Loving family would like to adopt a bsh.. Maybe an ex breeding one or pet one, Loving forever home offered


----------



## gloworm*mushroom (Mar 4, 2011)

Lushgirl84 said:


> Loving family would like to adopt a bsh.. Maybe an ex breeding one or pet one, Loving forever home offered


I thought you were looking to buy a show quality pet for showing, in order to find a way into breeding?
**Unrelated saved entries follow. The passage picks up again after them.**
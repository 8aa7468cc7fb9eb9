use std::thread;
use std::time::Duration;

use qa_ledger_core::RetryConfig;

use crate::source::SourceError;
use crate::{CancelFlag, SyncError};

#[derive(Debug, Clone, Copy, PartialEq, Eq)]
pub struct RetryPolicy {
    pub max_attempts: u32,
    pub delay: Duration,
}

impl From<&RetryConfig> for RetryPolicy {
    fn from(config: &RetryConfig) -> Self {
        Self { max_attempts: config.max_attempts.max(1), delay: Duration::from_millis(config.delay_ms) }
    }
}

#[derive(Debug, Clone, PartialEq, Eq)]
pub enum Fetched<T> {
    Value(T),
    /// Every attempt failed transiently.
    Exhausted { attempts: u32, last_error: String },
}

impl RetryPolicy {
    /// Run `op` until it succeeds, fails non-transiently, or the attempt bound
    /// is reached. The cancel flag is checked before every attempt.
    ///
    /// # Errors
    /// Returns [`SyncError::Cancelled`] when the run was cancelled and
    /// [`SyncError::Source`] for a non-transient failure.
    pub fn fetch<T>(
        &self,
        what: &str,
        cancel: &CancelFlag,
        mut op: impl FnMut() -> Result<T, SourceError>,
    ) -> Result<Fetched<T>, SyncError> {
        let mut last_error = String::new();
        for attempt in 1..=self.max_attempts {
            if cancel.is_cancelled() {
                return Err(SyncError::Cancelled);
            }
            if attempt > 1 && !self.delay.is_zero() {
                thread::sleep(self.delay);
            }

            match op() {
                Ok(value) => return Ok(Fetched::Value(value)),
                Err(err) if err.is_transient() => {
                    tracing::debug!(what, attempt, max_attempts = self.max_attempts, error = %err, "fetch attempt failed");
                    last_error = err.to_string();
                }
                Err(err) => return Err(SyncError::Source(err)),
            }
        }

        tracing::warn!(what, attempts = self.max_attempts, error = %last_error, "fetch retries exhausted");
        Ok(Fetched::Exhausted { attempts: self.max_attempts, last_error })
    }
}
Theres an older blue female on http://www.british-shorthairs.co.uk/list/rhm.htm


----------



## Lushgirl84 (Jun 27, 2011)

yes i am but someone said to adopt a bsh and get to know the breed better etc

I have a blue girl kitten lined up now


----------



## kelly-joy (Oct 14, 2008)

I am confused (I know it doesn't take much for me lol) I thought you were setting up a rescue
http://www.petforums.co.uk/cat-rescue-adoption/192502-private-rescue.html
Just a word of advise, please be careful if you intend to have other rescue kittens/cats with your new British short hair kitten because you risk cross infecting them if any of them have any illnesses.


----------



## Lushgirl84 (Jun 27, 2011)

Il be giving that up when she comes to me, as i dont want anything past on to each other.


----------



## Lumboo (Mar 31, 2011)

I have read three different threads from you today all giving various stories. You want to breed BSH, you don't know any breeders to be mentors, you then found an immediate mentor, you have a girl kitten lined up, now you are asking for an older BSH cat for experience, and will give up being a 'rescue' once you get your new cats....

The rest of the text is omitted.